Une dizaine de personnes évacuées

«Grièvement blessées, les trois victimes ont été évacuées au centre hospitalier régional Amadou Sakhir Mbaye de Louga, où décéderont Amy Soumaré et Issa Gaye. Coumba Fall qui était la plus touchée, a été acheminée dans une clinique à Dakar, mais malheureusement elle a aussi perdu la vie…», renchérit-il.  Soufflant un peu, Aïdara Fall, visiblement sous le choc, poursuit : «Quand le décès de Coumba Fall m’a  été annoncé, le mercredi aux environs de 19H, je n’avais pas le courage d’informer les membres de ma famille. J’étais conscient qu’ils ne supporteront jamais cette mort de trop. J’avais quitté la maison pour aller me refugier près de l’école primaire. Je ne pouvais pas voir mes proches souffrir sans pour autant pouvoir les soutenir…»

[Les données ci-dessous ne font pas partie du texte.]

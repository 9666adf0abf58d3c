use crate::{ConnectionManager, QueueHandle, Result, Session};
use primeq_protocol::{MessageId, OpenMode};
use serde::Serialize;
use tokio::sync::Mutex;
use tracing::{debug, warn};

/// Serialize `record` as JSON and publish it on an output handle
pub async fn publish_json<T: Serialize>(handle: &QueueHandle, record: &T) -> Result<MessageId> {
    let payload = serde_json::to_vec(record)?;
    handle.publish(payload).await
}

/// Publishes each message through its own short-lived output handle.
///
/// The session is opened lazily, shared by all calls and re-established
/// after it is lost.
pub struct OneShotPublisher {
    manager: ConnectionManager,
    queue: String,
    session: Mutex<Option<Session>>,
}

impl OneShotPublisher {
    pub fn new(manager: ConnectionManager, queue: impl Into<String>) -> Self {
        OneShotPublisher {
            manager,
            queue: queue.into(),
            session: Mutex::new(None),
        }
    }

    pub fn queue(&self) -> &str {
        &self.queue
    }

    /// Open an output handle, publish `record`, close the handle
    pub async fn publish<T: Serialize>(&self, record: &T) -> Result<MessageId> {
        let payload = serde_json::to_vec(record)?;
        let mut handle = self.open_output().await?;

        let published = handle.publish(payload).await;
        if let Err(e) = handle.close().await {
            debug!("Closing output handle for {} failed: {}", self.queue, e);
        }

        if published.is_err() {
            self.reset_if_disconnected().await;
        }
        published
    }

    /// Drop the cached session, if any
    pub async fn shutdown(&self) {
        if let Some(session) = self.session.lock().await.take() {
            if let Err(e) = session.disconnect().await {
                warn!("Publisher disconnect failed: {}", e);
            }
        }
    }

    async fn open_output(&self) -> Result<QueueHandle> {
        let mut guard = self.session.lock().await;

        if let Some(session) = guard.as_ref() {
            if session.is_connected().await {
                match session.open(&self.queue, OpenMode::Output).await {
                    Ok(handle) => return Ok(handle),
                    Err(e) if session.is_connected().await => return Err(e),
                    Err(e) => debug!("Cached session lost, reconnecting: {}", e),
                }
            }
        }

        let session = self.manager.connect().await?;
        let handle = session.open(&self.queue, OpenMode::Output).await;
        *guard = Some(session);
        handle
    }

    async fn reset_if_disconnected(&self) {
        let mut guard = self.session.lock().await;
        let lost = match guard.as_ref() {
            Some(session) => !session.is_connected().await,
            None => false,
        };
        if lost {
            *guard = None;
        }
    }
}
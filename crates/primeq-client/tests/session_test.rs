// Integration tests for the client against an in-process broker

use primeq_broker::config::UserConfig;
use primeq_broker::{Broker, BrokerConfig};
use primeq_client::{
    ClientError, ConnectionManager, ConnectionTarget, Credentials, OneShotPublisher, OpenMode,
    ReasonCode,
};
use serde_json::json;
use std::net::SocketAddr;
use std::sync::Arc;
use std::time::{Duration, Instant};

async fn start_broker(config: BrokerConfig) -> (Arc<Broker>, SocketAddr) {
    let broker = Arc::new(Broker::new(config).unwrap());
    let addr = broker.clone().start().await.unwrap();
    (broker, addr)
}

fn manager(addr: SocketAddr, queue_manager: &str, password: Option<&str>) -> ConnectionManager {
    let target = ConnectionTarget::new(
        queue_manager,
        "DEV.APP.SVRCONN",
        &format!("127.0.0.1({})", addr.port()),
    )
    .unwrap();
    ConnectionManager::new(target, Credentials::new("app", password.map(String::from)))
        .with_client_name("client-tests")
        .with_timeouts(Duration::from_secs(2), Duration::from_secs(2))
}

#[tokio::test]
async fn test_publish_then_receive() {
    let (_broker, addr) = start_broker(BrokerConfig::local()).await;
    let session = manager(addr, "QM1", None).connect().await.unwrap();

    let output = session.open("DEV.QUEUE.1", OpenMode::Output).await.unwrap();
    let input = session.open("DEV.QUEUE.1", OpenMode::Input).await.unwrap();

    let sent = output.publish(b"{\"id\":1,\"value\":\"7\"}".to_vec()).await.unwrap();
    let received = input
        .receive(Duration::from_millis(500))
        .await
        .unwrap()
        .expect("message should be available");

    assert_eq!(received.message_id, sent);
    assert_eq!(received.payload, b"{\"id\":1,\"value\":\"7\"}");
    assert_eq!(session.open_handle_count(), 2);

    session.disconnect().await.unwrap();
}

#[tokio::test]
async fn test_receive_wait_elapses_with_none() {
    let (_broker, addr) = start_broker(BrokerConfig::local()).await;
    let session = manager(addr, "QM1", None).connect().await.unwrap();
    let input = session.open("DEV.QUEUE.3", OpenMode::Input).await.unwrap();

    let started = Instant::now();
    let received = input.receive(Duration::from_millis(100)).await.unwrap();

    assert!(received.is_none());
    assert!(started.elapsed() >= Duration::from_millis(100));
    assert!(session.is_connected().await);
}

#[tokio::test]
async fn test_unknown_queue_manager_rejected() {
    let (_broker, addr) = start_broker(BrokerConfig::local()).await;

    let err = manager(addr, "QM9", None).connect().await.unwrap_err();
    assert_eq!(err.reason(), Some(ReasonCode::UnknownQueueManager));
}

#[tokio::test]
async fn test_wrong_password_rejected() {
    let mut config = BrokerConfig::local();
    config.users = vec![UserConfig {
        name: "app".to_string(),
        password: Some("passw0rd".to_string()),
    }];
    let (broker, addr) = start_broker(config).await;

    let err = manager(addr, "QM1", Some("wrong")).connect().await.unwrap_err();
    assert!(matches!(err, ClientError::Rejected { .. }));
    assert_eq!(err.reason(), Some(ReasonCode::NotAuthorized));

    let session = manager(addr, "QM1", Some("passw0rd")).connect().await.unwrap();
    assert!(session.is_connected().await);

    let metrics = broker.metrics().render().unwrap();
    assert!(metrics.contains("pq_connects_rejected_total{reason=\"not_authorized\"} 1"));
}

#[tokio::test]
async fn test_nothing_listening_is_connection_error() {
    let listener = std::net::TcpListener::bind("127.0.0.1:0").unwrap();
    let addr = listener.local_addr().unwrap();
    drop(listener);

    let err = manager(addr, "QM1", None).connect().await.unwrap_err();
    assert!(matches!(err, ClientError::Connection { .. }));
}

#[tokio::test]
async fn test_open_unknown_queue() {
    let (_broker, addr) = start_broker(BrokerConfig::local()).await;
    let session = manager(addr, "QM1", None).connect().await.unwrap();

    let err = session.open("NO.SUCH.QUEUE", OpenMode::Input).await.unwrap_err();
    assert!(matches!(err, ClientError::Open { .. }));
    assert_eq!(err.reason(), Some(ReasonCode::UnknownQueue));
    assert_eq!(session.open_handle_count(), 0);
}

#[tokio::test]
async fn test_mode_is_enforced_before_sending() {
    let (_broker, addr) = start_broker(BrokerConfig::local()).await;
    let session = manager(addr, "QM1", None).connect().await.unwrap();

    let output = session.open("DEV.QUEUE.2", OpenMode::Output).await.unwrap();
    let err = output.receive(Duration::from_millis(10)).await.unwrap_err();
    assert!(matches!(err, ClientError::ModeNotAllowed { operation: "input", .. }));

    let input = session.open("DEV.QUEUE.2", OpenMode::Input).await.unwrap();
    let err = input.publish(b"x".to_vec()).await.unwrap_err();
    assert!(matches!(err, ClientError::ModeNotAllowed { operation: "output", .. }));

    let both = session.open("DEV.QUEUE.2", OpenMode::InputOutput).await.unwrap();
    both.publish(b"x".to_vec()).await.unwrap();
    assert!(both.receive(Duration::from_millis(100)).await.unwrap().is_some());
}

#[tokio::test]
async fn test_close_is_idempotent() {
    let (_broker, addr) = start_broker(BrokerConfig::local()).await;
    let session = manager(addr, "QM1", None).connect().await.unwrap();

    let mut handle = session.open("DEV.QUEUE.1", OpenMode::Output).await.unwrap();
    handle.close().await.unwrap();
    handle.close().await.unwrap();

    assert!(handle.is_closed());
    assert_eq!(session.open_handle_count(), 0);

    let err = handle.publish(b"late".to_vec()).await.unwrap_err();
    assert!(matches!(err, ClientError::HandleClosed(_)));
}

#[tokio::test]
async fn test_disconnect_invalidates_handles() {
    let (_broker, addr) = start_broker(BrokerConfig::local()).await;
    let manager = manager(addr, "QM1", None);
    let session = manager.connect().await.unwrap();

    let mut handle = session.open("DEV.QUEUE.1", OpenMode::InputOutput).await.unwrap();
    manager.disconnect(session).await.unwrap();

    let err = handle.publish(b"after".to_vec()).await.unwrap_err();
    assert!(matches!(err, ClientError::SessionClosed));

    // Closing after the session is gone is still fine
    handle.close().await.unwrap();
}

#[tokio::test]
async fn test_queue_full_surfaces_reason() {
    let mut config = BrokerConfig::local();
    config.queues[0].max_depth = 1;
    let (_broker, addr) = start_broker(config).await;
    let session = manager(addr, "QM1", None).connect().await.unwrap();

    let output = session.open("DEV.QUEUE.1", OpenMode::Output).await.unwrap();
    output.publish(b"one".to_vec()).await.unwrap();
    let err = output.publish(b"two".to_vec()).await.unwrap_err();

    assert!(matches!(err, ClientError::Publish { .. }));
    assert_eq!(err.reason(), Some(ReasonCode::QueueFull));
    assert!(session.is_connected().await);
}

#[tokio::test]
async fn test_one_shot_publisher_uses_fresh_handles() {
    let (broker, addr) = start_broker(BrokerConfig::local()).await;
    let publisher = OneShotPublisher::new(manager(addr, "QM1", None), "DEV.QUEUE.1");

    for id in 0..3 {
        publisher
            .publish(&json!({ "id": id, "value": "11" }))
            .await
            .unwrap();
    }

    let queue = broker.queues().get("DEV.QUEUE.1").unwrap();
    assert_eq!(queue.depth(), 3);

    let first = queue.try_get().unwrap();
    let record: serde_json::Value = serde_json::from_slice(&first.payload).unwrap();
    assert_eq!(record["id"], 0);

    publisher.shutdown().await;
}
use crate::{is_probably_prime, RecordError, Result, RECORD_KEY_PREFIX};
use num_bigint::BigUint;
use rand::Rng;
use serde::{Deserialize, Serialize};
use serde_json::Value;

/// Record identifier, unique within a generation batch
pub type RecordId = u64;

/// A unit of work: a decimal number to be checked for primality
#[derive(Debug, Clone, PartialEq, Eq, Serialize, Deserialize)]
pub struct WorkRecord {
    pub id: RecordId,

    /// Decimal digits of an arbitrary-precision non-negative integer
    pub value: String,
}

/// The verdict for one work record. `id` and `value` are copied verbatim.
#[derive(Debug, Clone, PartialEq, Eq, Serialize, Deserialize)]
pub struct ResultRecord {
    pub id: RecordId,
    pub value: String,
    pub prime: bool,
}

impl WorkRecord {
    pub fn new(id: RecordId, value: impl Into<String>) -> Self {
        WorkRecord {
            id,
            value: value.into(),
        }
    }

    /// A record holding a random value of 1 to `max_digits` digits, no leading zeros
    pub fn random<R: Rng + ?Sized>(id: RecordId, max_digits: usize, rng: &mut R) -> Self {
        let len = rng.gen_range(1..=max_digits.max(1));
        let mut value = String::with_capacity(len);

        value.push(char::from(b'1' + rng.gen_range(0..9u8)));
        for _ in 1..len {
            value.push(char::from(b'0' + rng.gen_range(0..10u8)));
        }

        WorkRecord::new(id, value)
    }

    /// Key under which this record lives in a record store
    pub fn store_key(&self) -> String {
        format!("{}{}", RECORD_KEY_PREFIX, self.id)
    }

    /// Decode and validate an inbound message payload.
    ///
    /// The payload must be a JSON object carrying an integer `id` and a
    /// non-null `value` holding a string of decimal digits.
    pub fn from_payload(payload: &[u8]) -> Result<Self> {
        let json: Value = serde_json::from_slice(payload)?;
        let object = json.as_object().ok_or(RecordError::NotAnObject)?;

        let id = object.get("id").ok_or(RecordError::MissingField("id"))?;
        let value = match object.get("value") {
            None | Some(Value::Null) => return Err(RecordError::MissingField("value")),
            Some(value) => value,
        };

        let id = id
            .as_u64()
            .ok_or_else(|| RecordError::InvalidId(id.to_string()))?;
        let value = value
            .as_str()
            .ok_or_else(|| RecordError::InvalidValue(value.to_string()))?;

        Ok(WorkRecord::new(id, value))
    }

    /// Serialize to the JSON wire form
    pub fn to_payload(&self) -> Result<Vec<u8>> {
        serde_json::to_vec(self).map_err(RecordError::from)
    }

    /// Run the primality engine over this record's value
    pub fn evaluate(&self, rounds: u32) -> Result<ResultRecord> {
        let n = parse_value(&self.value)?;
        Ok(ResultRecord::for_record(self, is_probably_prime(&n, rounds)))
    }
}

impl ResultRecord {
    pub fn for_record(record: &WorkRecord, prime: bool) -> Self {
        ResultRecord {
            id: record.id,
            value: record.value.clone(),
            prime,
        }
    }

    pub fn to_payload(&self) -> Result<Vec<u8>> {
        serde_json::to_vec(self).map_err(RecordError::from)
    }

    pub fn from_payload(payload: &[u8]) -> Result<Self> {
        serde_json::from_slice(payload).map_err(RecordError::from)
    }
}

/// Parse an unsigned decimal string. Signs, whitespace and separators are rejected.
pub fn parse_value(value: &str) -> Result<BigUint> {
    if value.is_empty() || !value.bytes().all(|b| b.is_ascii_digit()) {
        return Err(RecordError::InvalidValue(value.to_string()));
    }

    BigUint::parse_bytes(value.as_bytes(), 10)
        .ok_or_else(|| RecordError::InvalidValue(value.to_string()))
}
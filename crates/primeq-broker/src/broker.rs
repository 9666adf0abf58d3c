use crate::{config::BrokerConfig, metrics::BrokerMetrics, queue::MessageQueue, queue::QueueRegistry};
use primeq_protocol::{
    ConnectRequest, Envelope, GetRequest, HandleId, Message, MessageCodec, OpenMode, OpenRequest,
    PutRequest, ReasonCode, SessionId, MAX_PAYLOAD_SIZE,
};

use futures::{SinkExt, StreamExt};
use std::collections::HashMap;
use std::net::SocketAddr;
use std::sync::Arc;
use std::time::Duration;
use tokio::net::{TcpListener, TcpStream};
use tokio::sync::Notify;
use tokio_util::codec::Framed;
use tracing::{debug, error, info, warn};
use uuid::Uuid;

/// Development queue manager: authenticates sessions and serves named
/// in-memory queues over the framed TCP protocol.
pub struct Broker {
    config: Arc<BrokerConfig>,
    queues: Arc<QueueRegistry>,
    metrics: Arc<BrokerMetrics>,
    shutdown: Arc<Notify>,
}

/// Authenticated identity of a connection
struct SessionContext {
    id: SessionId,
    user: String,
    client_name: String,
}

struct OpenQueue {
    queue: Arc<MessageQueue>,
    mode: OpenMode,
}

/// Per-connection state; handles are only meaningful on the connection
/// that opened them
#[derive(Default)]
struct ConnectionState {
    session: Option<SessionContext>,
    handles: HashMap<HandleId, OpenQueue>,
    next_handle: HandleId,
}

impl Broker {
    pub fn new(config: BrokerConfig) -> anyhow::Result<Self> {
        let queues = QueueRegistry::new(&config.queues);
        let metrics = BrokerMetrics::new()?;

        info!(
            "Queue manager {} hosting {} queues",
            config.queue_manager,
            config.queues.len()
        );

        Ok(Broker {
            config: Arc::new(config),
            queues: Arc::new(queues),
            metrics: Arc::new(metrics),
            shutdown: Arc::new(Notify::new()),
        })
    }

    /// Bind the configured address and serve until shutdown
    pub async fn run(self: Arc<Self>) -> anyhow::Result<()> {
        let addr = self.config.listen_address();
        let listener = TcpListener::bind(&addr).await?;

        info!("Broker listening on {}", listener.local_addr()?);

        self.serve(listener).await
    }

    /// Bind the configured address and serve in a background task.
    /// Returns the bound address, which matters when the port is 0.
    pub async fn start(self: Arc<Self>) -> std::io::Result<SocketAddr> {
        let listener = TcpListener::bind(self.config.listen_address()).await?;
        let addr = listener.local_addr()?;

        tokio::spawn(async move {
            if let Err(e) = self.serve(listener).await {
                error!("Broker stopped: {}", e);
            }
        });

        Ok(addr)
    }

    /// Accept connections on an already bound listener
    pub async fn serve(self: Arc<Self>, listener: TcpListener) -> anyhow::Result<()> {
        loop {
            tokio::select! {
                result = listener.accept() => {
                    match result {
                        Ok((stream, peer)) => {
                            debug!("New connection from {}", peer);
                            let broker = self.clone();
                            tokio::spawn(async move {
                                if let Err(e) = broker.handle_connection(stream, peer).await {
                                    debug!("Connection {} ended with error: {}", peer, e);
                                }
                            });
                        }
                        Err(e) => {
                            error!("Accept error: {}", e);
                        }
                    }
                }
                _ = self.shutdown.notified() => {
                    info!("Shutting down broker");
                    break;
                }
            }
        }

        Ok(())
    }

    async fn handle_connection(&self, stream: TcpStream, peer: SocketAddr) -> anyhow::Result<()> {
        let mut framed = Framed::new(stream, MessageCodec);
        let mut state = ConnectionState::default();

        let result = self.serve_requests(&mut framed, &mut state, peer).await;
        self.end_session(state, peer);

        result
    }

    async fn serve_requests(
        &self,
        framed: &mut Framed<TcpStream, MessageCodec>,
        state: &mut ConnectionState,
        peer: SocketAddr,
    ) -> anyhow::Result<()> {
        while let Some(result) = framed.next().await {
            match result {
                Ok(Message::Disconnect) => {
                    framed.send(Message::Closed).await?;
                    break;
                }
                Ok(message) => {
                    let reply = self.handle_message(state, message).await;
                    framed.send(reply).await?;
                }
                Err(e) => {
                    warn!("Protocol error from {}: {}", peer, e);
                    break;
                }
            }
        }

        Ok(())
    }

    /// Release everything a connection owned, whether it ended cleanly or not
    fn end_session(&self, state: ConnectionState, peer: SocketAddr) {
        if let Some(session) = state.session {
            self.metrics.sessions_active.dec();
            info!(
                "Session {} ({}, user {}) from {} ended, released {} handles",
                session.id,
                session.client_name,
                session.user,
                peer,
                state.handles.len()
            );
        }
    }

    async fn handle_message(&self, state: &mut ConnectionState, message: Message) -> Message {
        match message {
            Message::Connect(req) => self.handle_connect(state, req),
            _ if state.session.is_none() => {
                Message::failure(ReasonCode::NotConnected, "Connect before issuing requests")
            }
            Message::Open(req) => self.handle_open(state, req),
            Message::Put(req) => self.handle_put(state, req),
            Message::Get(req) => self.handle_get(state, req).await,
            Message::Close(handle) => {
                if state.handles.remove(&handle).is_some() {
                    debug!("Closed handle {}", handle);
                }
                Message::Closed
            }
            other => Message::failure(
                ReasonCode::ProtocolViolation,
                format!("Unexpected request {:?}", other.message_type()),
            ),
        }
    }

    fn handle_connect(&self, state: &mut ConnectionState, req: ConnectRequest) -> Message {
        if state.session.is_some() {
            return Message::failure(ReasonCode::ProtocolViolation, "Session already established");
        }

        if let Err((reason, detail)) = self.authenticate(&req) {
            warn!(
                "Rejected connection from {} as {}: {}",
                req.client_name, req.user, detail
            );
            self.metrics.record_rejected(reason.as_str());
            return Message::failure(reason, detail);
        }

        let session_id = Uuid::new_v4();
        info!(
            "Session {} established for {} (user {}, channel {})",
            session_id, req.client_name, req.user, req.channel
        );

        state.session = Some(SessionContext {
            id: session_id,
            user: req.user,
            client_name: req.client_name,
        });
        self.metrics.sessions_active.inc();

        Message::Connected(session_id)
    }

    fn authenticate(&self, req: &ConnectRequest) -> Result<(), (ReasonCode, String)> {
        if req.queue_manager != self.config.queue_manager {
            return Err((
                ReasonCode::UnknownQueueManager,
                format!("Queue manager {} is not known", req.queue_manager),
            ));
        }

        if !self.config.channels.iter().any(|c| *c == req.channel) {
            return Err((
                ReasonCode::UnknownChannel,
                format!("Channel {} is not defined", req.channel),
            ));
        }

        let user = self
            .config
            .users
            .iter()
            .find(|u| u.name == req.user)
            .ok_or_else(|| {
                (
                    ReasonCode::NotAuthorized,
                    format!("User {} is not authorized", req.user),
                )
            })?;

        if let Some(expected) = &user.password {
            if req.password.as_deref() != Some(expected.as_str()) {
                return Err((
                    ReasonCode::NotAuthorized,
                    format!("Invalid credentials for {}", req.user),
                ));
            }
        }

        Ok(())
    }

    fn handle_open(&self, state: &mut ConnectionState, req: OpenRequest) -> Message {
        let Some(queue) = self.queues.get(&req.queue) else {
            return Message::failure(
                ReasonCode::UnknownQueue,
                format!("Queue {} does not exist", req.queue),
            );
        };

        state.next_handle += 1;
        let handle = state.next_handle;
        state.handles.insert(handle, OpenQueue { queue, mode: req.mode });

        debug!("Opened {} for {} as handle {}", req.queue, req.mode, handle);
        Message::Opened(handle)
    }

    fn handle_put(&self, state: &mut ConnectionState, req: PutRequest) -> Message {
        let open = match lookup(state, req.handle, true) {
            Ok(open) => open,
            Err(failure) => return failure,
        };

        if req.payload.len() > MAX_PAYLOAD_SIZE {
            return Message::failure(
                ReasonCode::ProtocolViolation,
                format!("Payload of {} bytes exceeds limit", req.payload.len()),
            );
        }

        let envelope = Envelope::new(req.payload);
        let message_id = envelope.message_id;

        match open.queue.put(envelope) {
            Ok(depth) => {
                self.metrics.record_put(open.queue.name(), depth);
                debug!("Put {} on {}", message_id, open.queue.name());
                Message::PutAck(message_id)
            }
            Err(e) => {
                warn!("{}", e);
                Message::failure(ReasonCode::QueueFull, e.to_string())
            }
        }
    }

    async fn handle_get(&self, state: &mut ConnectionState, req: GetRequest) -> Message {
        let queue = match lookup(state, req.handle, false) {
            Ok(open) => open.queue.clone(),
            Err(failure) => return failure,
        };

        let wait = Duration::from_millis(req.wait_ms.min(self.config.limits.max_wait_ms));

        match queue.get_wait(wait).await {
            Some(envelope) => {
                self.metrics.record_get(queue.name(), queue.depth());
                debug!("Delivered {} from {}", envelope.message_id, queue.name());
                Message::Delivered(envelope)
            }
            None => Message::NoMessage,
        }
    }

    pub fn metrics(&self) -> Arc<BrokerMetrics> {
        self.metrics.clone()
    }

    pub fn queues(&self) -> Arc<QueueRegistry> {
        self.queues.clone()
    }

    pub fn config(&self) -> &BrokerConfig {
        &self.config
    }

    /// Stop accepting connections
    pub fn shutdown(&self) {
        self.shutdown.notify_one();
    }
}

fn lookup(state: &ConnectionState, handle: HandleId, output: bool) -> Result<&OpenQueue, Message> {
    let open = state.handles.get(&handle).ok_or_else(|| {
        Message::failure(
            ReasonCode::InvalidHandle,
            format!("Handle {} is not open on this connection", handle),
        )
    })?;

    if output && !open.mode.allows_output() {
        return Err(Message::failure(
            ReasonCode::NotOpenForOutput,
            format!("{} is open for {}", open.queue.name(), open.mode),
        ));
    }
    if !output && !open.mode.allows_input() {
        return Err(Message::failure(
            ReasonCode::NotOpenForInput,
            format!("{} is open for {}", open.queue.name(), open.mode),
        ));
    }

    Ok(open)
}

De l’avis de ce jeune enseignant, après que la mort de Coumba Fall a été officiellement rendue publique, tout le village a afflué vers la maison endeuillée. Tout le monde pleurait. D’ailleurs, une dizaine de personnes ont été évacuées au dispensaire de la localité. Certaines parmi elles ont été acheminées au centre de santé de Kébémer, car leur  état de santé s’était beaucoup aggravé à cause du choc qu’elles ont subi. Mame Marième Fall, petite sœur de la défunte Coumba Fall, est elle aussi très touchée par ces pertes en vies humaines qui ont frappé sa famille. Cette élève sage-femme, qui a participé à l’évacuation des blessés vers Louga, peine à contenir son trop plein d’angoisse. "Certes, je n’ai pas peur de la mort, car je suis une sage- femme, mais j’éprouve toutes les peines à chasser de mon esprit l’image de ma grande sœur.  Lorsqu’elle a été internée à l’hôpital de Louga, elle m’appelait souvent pour me demander les nouvelles de sa fille, brûlée elle aussi. Malgré ses douleurs, elle était plutôt préoccupée par la santé de sa fille. D’ailleurs, pour la tranquilliser, je lui disais qu’elle se porte bien, mais le médecin ne voulait pas qu’elle sorte de la salle de soins. Je ne peux manquer de pleurer quand je me rappelle de cette discussion. Notre famille n’oubliera jamais ces pertes cruelles. Perdre en même temps trois membres d’une même famille n’est pas facile d’oublier. Je sais que nous irons vers des lendemains difficiles. Pour le moment, nous supportons ce drame parce que tous les membres de notre famille sont là pour nous prêter main-forte, mais dès qu’ils rentrent chez eux, nous allons commencer à sentir le vide laissé par nos défunts.  Nous prions pour que Dieu les accueille au Paradis. L’espoir  est permis, car Coumba Fall fut une chanteuse religieuse qui faisait les louages du Prophète Seydina Mouhamed (Psl)", témoigne-t-elle.